Receta de sangría y tips para que quede más deliciosa

Otro cóctel fresco y festivo es conocido bajo el nombre de “sangría“ por el color “sangre“ que le da el vino tinto.
De base frutal, también es una receta simple y económica que puede ofrecerse junto a la jarra de clericot y que cada invitado se sirva lo que prefiera.

Para la preparación de la sangría:

  • En una jarra grande colocar rodajas de mandarina o naranja. Esto le otorgará sabor y longevidad al trago, ya que su jugo y la esencia de la cáscara se liberan lentamente.
  • Luego, sumar durazno blanco o amarillo (pelón) bien cortado en cuadraditos, kiwi, uva verde, melón, manzana verde o roja, pedazos gruesos de cáscara de limón, que saboriza pero no se come, trozos de jengibre cortados en escamas bien grandes, azúcar a gusto, canela en ramita o en polvo, una naranja exprimida, un chorro de agua o medio vaso grande de agua y un vino tinto joven o malbec frutado, ya que acompaña los sabores cítricos de la preparación.
  • Se puede agregar hielo o no, según se quiera aligerar el trago y variar su temperatura, aunque es una bebida que no se toma tan fría como el clericot.

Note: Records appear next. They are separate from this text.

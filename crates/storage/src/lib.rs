use std::{
    collections::HashMap,
    fs,
    path::{Path, PathBuf},
    str::FromStr,
};

use anyhow::{Context, Result};
use async_trait::async_trait;
use sqlx::{
    sqlite::{SqliteConnectOptions, SqlitePoolOptions},
    Pool, Row, Sqlite,
};
use tokio::sync::Mutex;

/// Scoped key-value scratch storage for transient workflow bookkeeping.
/// Holds in-progress creation state, never authoritative data.
#[async_trait]
pub trait ScratchStore: Send + Sync {
    async fn get(&self, key: &str) -> Result<Option<String>>;
    async fn set(&self, key: &str, value: &str) -> Result<()>;
    async fn remove(&self, key: &str) -> Result<()>;
}

/// Process-local store used by tests and bridge-less sessions.
#[derive(Default)]
pub struct MemoryScratchStore {
    entries: Mutex<HashMap<String, String>>,
}

#[async_trait]
impl ScratchStore for MemoryScratchStore {
    async fn get(&self, key: &str) -> Result<Option<String>> {
        Ok(self.entries.lock().await.get(key).cloned())
    }

    async fn set(&self, key: &str, value: &str) -> Result<()> {
        self.entries
            .lock()
            .await
            .insert(key.to_string(), value.to_string());
        Ok(())
    }

    async fn remove(&self, key: &str) -> Result<()> {
        self.entries.lock().await.remove(key);
        Ok(())
    }
}

/// Durable scratch store backed by sqlite. Entries are partitioned by scope
/// so independent sessions on the same database do not collide.
#[derive(Clone)]
pub struct SqliteScratchStore {
    pool: Pool<Sqlite>,
    scope: String,
}

impl SqliteScratchStore {
    pub async fn new(database_url: &str, scope: &str) -> Result<Self> {
        ensure_sqlite_parent_dir_exists(database_url)?;

        let connect_options = SqliteConnectOptions::from_str(database_url)?.create_if_missing(true);
        let pool = SqlitePoolOptions::new()
            .max_connections(5)
            .connect_with(connect_options)
            .await?;

        let store = Self {
            pool,
            scope: scope.to_string(),
        };
        store.ensure_scratch_table().await?;
        Ok(store)
    }

    /// Another view on the same database under a different scope.
    pub fn with_scope(&self, scope: &str) -> Self {
        Self {
            pool: self.pool.clone(),
            scope: scope.to_string(),
        }
    }

    pub async fn health_check(&self) -> Result<()> {
        let _: i64 = sqlx::query_scalar("SELECT 1")
            .fetch_one(&self.pool)
            .await
            .context("sqlite ping failed")?;
        Ok(())
    }

    async fn ensure_scratch_table(&self) -> Result<()> {
        sqlx::query(
            r#"
            CREATE TABLE IF NOT EXISTS scratch_entries (
                scope      TEXT NOT NULL,
                key        TEXT NOT NULL,
                value      TEXT NOT NULL,
                updated_at TEXT NOT NULL DEFAULT CURRENT_TIMESTAMP,
                PRIMARY KEY (scope, key)
            )
            "#,
        )
        .execute(&self.pool)
        .await
        .context("failed to ensure scratch_entries table exists")?;
        Ok(())
    }
}

#[async_trait]
impl ScratchStore for SqliteScratchStore {
    async fn get(&self, key: &str) -> Result<Option<String>> {
        let row = sqlx::query("SELECT value FROM scratch_entries WHERE scope = ? AND key = ?")
            .bind(&self.scope)
            .bind(key)
            .fetch_optional(&self.pool)
            .await
            .with_context(|| format!("failed to read scratch entry '{key}'"))?;
        row.map(|row| row.try_get::<String, _>("value").map_err(Into::into))
            .transpose()
    }

    async fn set(&self, key: &str, value: &str) -> Result<()> {
        sqlx::query(
            r#"
            INSERT INTO scratch_entries (scope, key, value, updated_at)
            VALUES (?, ?, ?, CURRENT_TIMESTAMP)
            ON CONFLICT (scope, key)
            DO UPDATE SET value = excluded.value, updated_at = CURRENT_TIMESTAMP
            "#,
        )
        .bind(&self.scope)
        .bind(key)
        .bind(value)
        .execute(&self.pool)
        .await
        .with_context(|| format!("failed to write scratch entry '{key}'"))?;
        Ok(())
    }

    async fn remove(&self, key: &str) -> Result<()> {
        sqlx::query("DELETE FROM scratch_entries WHERE scope = ? AND key = ?")
            .bind(&self.scope)
            .bind(key)
            .execute(&self.pool)
            .await
            .with_context(|| format!("failed to remove scratch entry '{key}'"))?;
        Ok(())
    }
}

fn ensure_sqlite_parent_dir_exists(database_url: &str) -> Result<()> {
    let Some(path) = sqlite_path(database_url) else {
        return Ok(());
    };

    let Some(parent) = path.parent() else {
        return Ok(());
    };

    fs::create_dir_all(parent).with_context(|| {
        format!(
            "failed to create parent directory '{}' for database url '{database_url}'",
            parent.display()
        )
    })?;

    Ok(())
}

fn sqlite_path(database_url: &str) -> Option<PathBuf> {
    if database_url == "sqlite::memory:" || !database_url.starts_with("sqlite:") {
        return None;
    }

    let path = database_url
        .trim_start_matches("sqlite://")
        .trim_start_matches("sqlite:")
        .split('?')
        .next()
        .unwrap_or_default();

    if path.is_empty() {
        return None;
    }

    Some(Path::new(path).to_path_buf())
}

#[cfg(test)]
#[path = "tests/lib_tests.rs"]
mod tests;
use std::collections::BTreeMap;

use serde::{Deserialize, Serialize};

macro_rules! id_newtype {
    ($name:ident) => {
        #[derive(Debug, Clone, PartialEq, Eq, Hash, Serialize, Deserialize)]
        pub struct $name(pub String);

        impl $name {
            pub fn as_str(&self) -> &str {
                &self.0
            }

            pub fn is_blank(&self) -> bool {
                self.0.trim().is_empty()
            }
        }

        impl std::fmt::Display for $name {
            fn fmt(&self, f: &mut std::fmt::Formatter<'_>) -> std::fmt::Result {
                f.write_str(&self.0)
            }
        }

        impl From<&str> for $name {
            fn from(value: &str) -> Self {
                Self(value.to_string())
            }
        }

        impl From<String> for $name {
            fn from(value: String) -> Self {
                Self(value)
            }
        }
    };
}

id_newtype!(ContextId);
id_newtype!(UserId);
id_newtype!(ApplicationId);

/// Roles a member can hold inside a shared context.
#[derive(Debug, Clone, Copy, PartialEq, Eq, Serialize, Deserialize)]
#[serde(rename_all = "snake_case")]
pub enum ParticipantRole {
    Owner,
    Signer,
    Viewer,
    Unknown,
}

impl ParticipantRole {
    /// Unrecognized wire strings map to `Unknown` rather than failing the
    /// record they arrived in.
    pub fn parse(raw: &str) -> Self {
        match raw.trim().to_ascii_lowercase().as_str() {
            "owner" => Self::Owner,
            "signer" => Self::Signer,
            "viewer" => Self::Viewer,
            _ => Self::Unknown,
        }
    }
}

/// A shared context plus the caller's membership metadata.
#[derive(Debug, Clone, Serialize, Deserialize)]
pub struct Agreement {
    pub id: ContextId,
    pub name: String,
    pub context_id: ContextId,
    pub member_public_key: String,
    pub role: ParticipantRole,
    /// Milliseconds since the unix epoch.
    pub joined_at: u64,
    #[serde(default, skip_serializing_if = "Option::is_none")]
    pub private_identity: Option<String>,
    #[serde(default, skip_serializing_if = "Option::is_none")]
    pub shared_identity: Option<String>,
}

impl Agreement {
    /// `id` always mirrors the backing context id.
    pub fn for_context(
        context_id: ContextId,
        name: impl Into<String>,
        member_public_key: impl Into<String>,
        role: ParticipantRole,
        joined_at: u64,
    ) -> Self {
        Self {
            id: context_id.clone(),
            name: name.into(),
            context_id,
            member_public_key: member_public_key.into(),
            role,
            joined_at,
            private_identity: None,
            shared_identity: None,
        }
    }
}

/// An invited member of a DAO agreement under construction.
#[derive(Debug, Clone, PartialEq, Eq, Serialize, Deserialize)]
pub struct Participant {
    pub context_id: ContextId,
    #[serde(default, skip_serializing_if = "Option::is_none")]
    pub invitation_payload: Option<String>,
    pub user_id: UserId,
}

impl Participant {
    /// Refuses construction when either identity is blank.
    pub fn new(context_id: ContextId, user_id: UserId) -> Option<Self> {
        if context_id.is_blank() || user_id.is_blank() {
            return None;
        }
        Some(Self {
            context_id,
            invitation_payload: None,
            user_id,
        })
    }
}

#[derive(Debug, Clone, Copy, PartialEq, Eq, Serialize, Deserialize)]
#[serde(rename_all = "snake_case")]
pub enum TimeUnit {
    Days,
    Weeks,
    Months,
}

/// Completion condition of a milestone draft, with the fields each variant
/// actually requires.
#[derive(Debug, Clone, PartialEq, Serialize, Deserialize)]
#[serde(tag = "type", rename_all = "snake_case")]
pub enum MilestoneCondition {
    Manual,
    Document {
        document_id: String,
    },
    Time {
        duration: u64,
        unit: TimeUnit,
    },
    Voting {
        threshold: u8,
        duration: u64,
        unit: TimeUnit,
    },
}

/// User-entered milestone, amounts still in decimal strings.
#[derive(Debug, Clone, Serialize, Deserialize)]
pub struct MilestoneDraft {
    pub id: String,
    pub title: String,
    pub description: String,
    pub amount: String,
    pub recipients: Vec<UserId>,
    #[serde(flatten)]
    pub condition: MilestoneCondition,
}

#[derive(Debug, Clone, Copy, PartialEq, Eq, Serialize, Deserialize)]
pub enum MilestoneType {
    ManualApproval,
    DocumentSignature,
    TimeRelease,
}

#[derive(Debug, Clone, Copy, PartialEq, Eq, Serialize, Deserialize)]
pub enum MilestoneStatus {
    Pending,
    ReadyForVoting,
    VotingActive,
    Approved,
    Executed,
    Rejected,
}

/// Milestone record in the shape the agreement context stores.
#[derive(Debug, Clone, Serialize, Deserialize)]
pub struct CanonicalMilestone {
    /// 1-based position in the submitted sequence.
    pub id: u64,
    pub title: String,
    pub description: String,
    pub milestone_type: MilestoneType,
    pub recipient: UserId,
    /// Integer micro units (decimal amount scaled by 1,000,000).
    pub amount: u64,
    pub status: MilestoneStatus,
    pub votes: BTreeMap<String, bool>,
    pub created_at: u64,
    #[serde(default, skip_serializing_if = "Option::is_none")]
    pub completed_at: Option<u64>,
}

/// In-memory file handed to the document upload coordinator.
#[derive(Debug, Clone)]
pub struct DocumentFile {
    pub id: String,
    pub name: String,
    pub bytes: Vec<u8>,
}

impl DocumentFile {
    pub fn new(name: impl Into<String>, bytes: Vec<u8>) -> Self {
        Self {
            id: uuid::Uuid::new_v4().to_string(),
            name: name.into(),
            bytes,
        }
    }
}
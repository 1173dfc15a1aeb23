//! Sequential document batch uploads with per-file progress and
//! attempt-everything failure aggregation.

use std::sync::Arc;

use base64::{engine::general_purpose::STANDARD, Engine as _};
use serde_json::json;
use sha2::{Digest, Sha256};
use shared::{
    domain::{ContextId, DocumentFile, UserId},
    error::{ApiError, ApiResult},
    protocol::ExecutionRequest,
};
use tokio::sync::broadcast;
use tracing::warn;

use crate::transport::ContextTransport;

/// Progress notifications emitted while a batch uploads.
#[derive(Debug, Clone)]
pub enum UploadEvent {
    FileStarted {
        index: usize,
        total: usize,
        name: String,
    },
    EmbeddingProgress {
        name: String,
        percent: u8,
    },
    StorageStarted {
        name: String,
    },
    FileUploaded {
        name: String,
    },
    FileFailed {
        name: String,
        message: String,
    },
}

pub struct DocumentUploadCoordinator {
    transport: Arc<dyn ContextTransport>,
    events: broadcast::Sender<UploadEvent>,
}

impl DocumentUploadCoordinator {
    pub fn new(transport: Arc<dyn ContextTransport>) -> Self {
        let (events, _) = broadcast::channel(256);
        Self { transport, events }
    }

    pub fn subscribe_events(&self) -> broadcast::Receiver<UploadEvent> {
        self.events.subscribe()
    }

    /// Uploads files strictly in input order, one at a time, so progress
    /// stays interpretable as "file X of N". A failing file is recorded and
    /// the batch moves on; the call fails afterwards if any file failed,
    /// with the per-file messages joined by `"; "`.
    pub async fn upload_all(
        &self,
        context_id: &ContextId,
        user_id: &UserId,
        files: &[DocumentFile],
    ) -> ApiResult<()> {
        let mut failures: Vec<String> = Vec::new();

        for (index, file) in files.iter().enumerate() {
            let _ = self.events.send(UploadEvent::FileStarted {
                index,
                total: files.len(),
                name: file.name.clone(),
            });

            match self.upload_one(context_id, user_id, file).await {
                Ok(()) => {
                    let _ = self.events.send(UploadEvent::FileUploaded {
                        name: file.name.clone(),
                    });
                }
                Err(err) => {
                    let message = format!("failed to upload '{}': {}", file.name, err.message);
                    warn!(
                        name = %file.name,
                        error = %err,
                        "document upload failed; continuing with remaining files"
                    );
                    let _ = self.events.send(UploadEvent::FileFailed {
                        name: file.name.clone(),
                        message: message.clone(),
                    });
                    failures.push(message);
                }
            }
        }

        if failures.is_empty() {
            Ok(())
        } else {
            Err(ApiError::internal(failures.join("; ")))
        }
    }

    async fn upload_one(
        &self,
        context_id: &ContextId,
        user_id: &UserId,
        file: &DocumentFile,
    ) -> ApiResult<()> {
        let hash = hex_digest(&file.bytes);
        let _ = self.events.send(UploadEvent::EmbeddingProgress {
            name: file.name.clone(),
            percent: 100,
        });
        let _ = self.events.send(UploadEvent::StorageStarted {
            name: file.name.clone(),
        });

        self.transport
            .execute(ExecutionRequest {
                context_id: context_id.clone(),
                method: "upload_document".to_string(),
                args_json: json!({
                    "id": file.id,
                    "name": file.name,
                    "hash": hash,
                    "blob_b64": STANDARD.encode(&file.bytes),
                    "size": file.bytes.len() as u64,
                }),
                executor_id: user_id.clone(),
            })
            .await?;
        Ok(())
    }
}

fn hex_digest(bytes: &[u8]) -> String {
    Sha256::digest(bytes)
        .iter()
        .map(|byte| format!("{byte:02x}"))
        .collect()
}

#[cfg(test)]
#[path = "tests/documents_tests.rs"]
mod tests;
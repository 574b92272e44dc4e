//! Stage G: walk the sorted index once, emitting an `UpdateRecord` for
//! every duplicate block found.
//!
//! Group boundaries are sparse and not known in advance, so the sorted
//! index is divided into static slabs among workers. A worker only starts
//! processing a run at position `i` when `i == 0 || hash(i) != hash(i-1)`
//! — a condition that depends solely on global position, not on slab
//! boundaries, so exactly one worker ever claims a given group even when
//! that group straddles a slab edge. Each worker then reserves a
//! contiguous range in the update log via `fetch_add` on a shared counter
//! and writes its records sequentially into that disjoint range.

use std::sync::atomic::{AtomicU64, Ordering as AtomicOrdering};

use rayon::prelude::*;

use crate::pipeline::disjoint::DisjointMutPtr;
use crate::record::{INDEX_ENTRY_SIZE, IndexEntry, UPDATE_RECORD_SIZE, UpdateRecord};

#[inline]
fn entry_at(index: &[u8], i: usize) -> IndexEntry {
    IndexEntry::read_from(&index[i * INDEX_ENTRY_SIZE..(i + 1) * INDEX_ENTRY_SIZE])
}

#[inline]
fn same_fingerprint(a: &IndexEntry, b: &IndexEntry) -> bool {
    a.h_lo == b.h_lo && a.h_hi == b.h_hi
}

/// Walk the sorted `index`, writing `UpdateRecord`s into `update_log` and
/// returning how many were written. `update_log` must be large enough to
/// hold the worst case, `index.len() / INDEX_ENTRY_SIZE` records; the
/// caller truncates to the returned count afterward.
pub fn run(index: &[u8], update_log: &mut [u8]) -> u64 {
    let n = index.len() / INDEX_ENTRY_SIZE;
    if n == 0 {
        return 0;
    }

    let cursor = AtomicU64::new(0);
    let workers = rayon::current_num_threads().max(1);
    let slab = n.div_ceil(workers).max(1);
    let log_ptr = DisjointMutPtr(update_log.as_mut_ptr());
    let log_len = update_log.len();

    (0..n).into_par_iter().step_by(slab).for_each(|start| {
        let slab_end = (start + slab).min(n);
        let mut i = start;
        while i < slab_end {
            if i > 0 && same_fingerprint(&entry_at(index, i), &entry_at(index, i - 1)) {
                i += 1;
                continue;
            }

            let group_start = i;
            let group_head = entry_at(index, group_start);
            let mut group_end = group_start + 1;
            while group_end < n && same_fingerprint(&entry_at(index, group_end), &group_head) {
                group_end += 1;
            }

            let dup_count = group_end - group_start - 1;
            if dup_count > 0 {
                let reserved = cursor.fetch_add(dup_count as u64, AtomicOrdering::Relaxed);
                for (slot, idx) in (group_start + 1..group_end).enumerate() {
                    let dup_offset = entry_at(index, idx).offset;
                    let rec = UpdateRecord { pos: dup_offset, target: group_head.offset };
                    let byte_off = (reserved as usize + slot) * UPDATE_RECORD_SIZE;
                    debug_assert!(byte_off + UPDATE_RECORD_SIZE <= log_len);
                    // SAFETY: `byte_off` came from this call's exclusive
                    // reservation of `dup_count` slots starting at
                    // `reserved`; no other worker's reservation overlaps it.
                    let dst = unsafe { log_ptr.slice_mut(byte_off, UPDATE_RECORD_SIZE) };
                    rec.write_to(dst);
                }
            }

            i = group_end;
        }
    });

    cursor.load(AtomicOrdering::Relaxed)
}
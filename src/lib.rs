// Allow pre-existing clippy lints across the codebase
#![allow(
    clippy::collapsible_if,
    clippy::needless_range_loop,
    clippy::identity_op,
    clippy::manual_div_ceil,
    clippy::needless_lifetimes,
    clippy::too_many_arguments
)]

/// Use mimalloc as the global allocator for both binaries.
/// 2-3x faster than glibc malloc for small allocations,
/// better thread-local caching, and reduced fragmentation.
/// Critical here given Stage G/E's large numbers of short-lived allocations.
#[global_allocator]
static GLOBAL: mimalloc::MiMalloc = mimalloc::MiMalloc;

pub mod common;
pub mod error;
pub mod fingerprint;
pub mod params;
pub mod partition_sort;
pub mod pipeline;
pub mod record;
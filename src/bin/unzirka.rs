use std::path::PathBuf;
use std::process;

use anyhow::Context;
use clap::Parser;

use zirka::params::{self, Params};
use zirka::pipeline::restore_file;

#[derive(Parser)]
#[command(name = "unzirka", about = "Restore a stream encoded by zirka")]
struct Cli {
    /// Encoded file to restore
    input: PathBuf,

    /// Block size W the stream was encoded with (not recorded in the stream itself)
    #[arg(short = 'w', long = "block-size", default_value_t = params::DEFAULT_BLOCK_SIZE)]
    block_size: u64,

    /// Worker thread count (unused by Stage R, which is sequential; accepted for symmetry with zirka)
    #[arg(short = 'j', long = "threads")]
    threads: Option<usize>,

    /// Suppress progress output on stderr
    #[arg(short = 'q', long = "quiet")]
    quiet: bool,

    /// Output path (default: INPUT with a trailing .zirka suffix stripped, or INPUT.out)
    #[arg(short = 'o', long = "output")]
    output: Option<PathBuf>,
}

fn main() {
    let cli = Cli::parse();

    if let Err(err) = run(cli) {
        eprintln!("unzirka: {err:#}");
        process::exit(1);
    }
}

fn run(cli: Cli) -> anyhow::Result<()> {
    if cli.block_size == 0 {
        anyhow::bail!("block size must be nonzero");
    }

    let output = cli.output.clone().unwrap_or_else(|| {
        match cli.input.to_str().and_then(|s| s.strip_suffix(".zirka")) {
            Some(stripped) => PathBuf::from(stripped),
            None => {
                let mut name = cli.input.clone().into_os_string();
                name.push(".out");
                PathBuf::from(name)
            }
        }
    });

    params::configure_thread_pool(cli.threads);
    let params = Params::new(cli.block_size, cli.quiet);

    let len = restore_file(&cli.input, &output, &params)
        .with_context(|| format!("restoring {}", cli.input.display()))?;

    if !cli.quiet {
        eprintln!("unzirka: {} -> {} ({len} bytes)", cli.input.display(), output.display());
    }

    Ok(())
}
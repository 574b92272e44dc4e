//! Cross-stage round-trip tests: run the full encode/restore pipeline
//! against real temp files rather than in-memory buffers.

use tempfile::tempdir;

use crate::params::Params;
use crate::pipeline::{encode_file, restore_file};

fn roundtrip(source: &[u8], block_size: u64) {
    let dir = tempdir().unwrap();
    let input_path = dir.path().join("input.bin");
    let encoded_path = dir.path().join("encoded.bin");
    let restored_path = dir.path().join("restored.bin");
    std::fs::write(&input_path, source).unwrap();

    let params = Params::new(block_size, true);
    encode_file(&input_path, &encoded_path, &params).unwrap();
    restore_file(&encoded_path, &restored_path, &params).unwrap();

    let restored = std::fs::read(&restored_path).unwrap();
    assert_eq!(restored, source);
}

#[test]
fn s1_repeated_block_round_trips() {
    roundtrip(b"ABCDABCD", 4);
}

#[test]
fn s2_overlapping_repeat_round_trips() {
    roundtrip(b"AAAAAAAAAA", 3);
}

#[test]
fn ordinary_text_round_trips() {
    roundtrip(b"the quick brown fox jumps over the lazy dog", 4);
}

#[test]
fn shorter_than_block_size_round_trips() {
    roundtrip(b"ab", 8);
}

#[test]
fn empty_input_round_trips() {
    roundtrip(b"", 4);
}

#[test]
fn many_overlapping_duplicate_groups_round_trip() {
    let mut source = Vec::new();
    for i in 0..200u32 {
        source.extend_from_slice(&(i % 7).to_le_bytes());
    }
    roundtrip(&source, 4);
}

#[test]
fn encode_actually_shrinks_highly_redundant_input() {
    let dir = tempdir().unwrap();
    let input_path = dir.path().join("input.bin");
    let encoded_path = dir.path().join("encoded.bin");
    let block = vec![b'x'; 64];
    let source: Vec<u8> = block.iter().cloned().cycle().take(64 * 100).collect();
    std::fs::write(&input_path, &source).unwrap();

    let params = Params::new(64, true);
    let report = encode_file(&input_path, &encoded_path, &params).unwrap();
    assert!(report.output_len < report.input_len);
    assert!(report.duplicate_blocks > 0);
}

Una variante, es cambiar el jugo de naranja por el de arándano. Le da un toque distinto y acompaña el tinte rosado característico de un aperitivo para acompañar la noche de fiesta.

A la hora de brindar, estos son los tragos favoritos en México, España y muchos países de América. Su preparación es tan sencilla y requiere de tan pocos ingredientes que resulta casi un sorbo inevitable en la mesa navideña.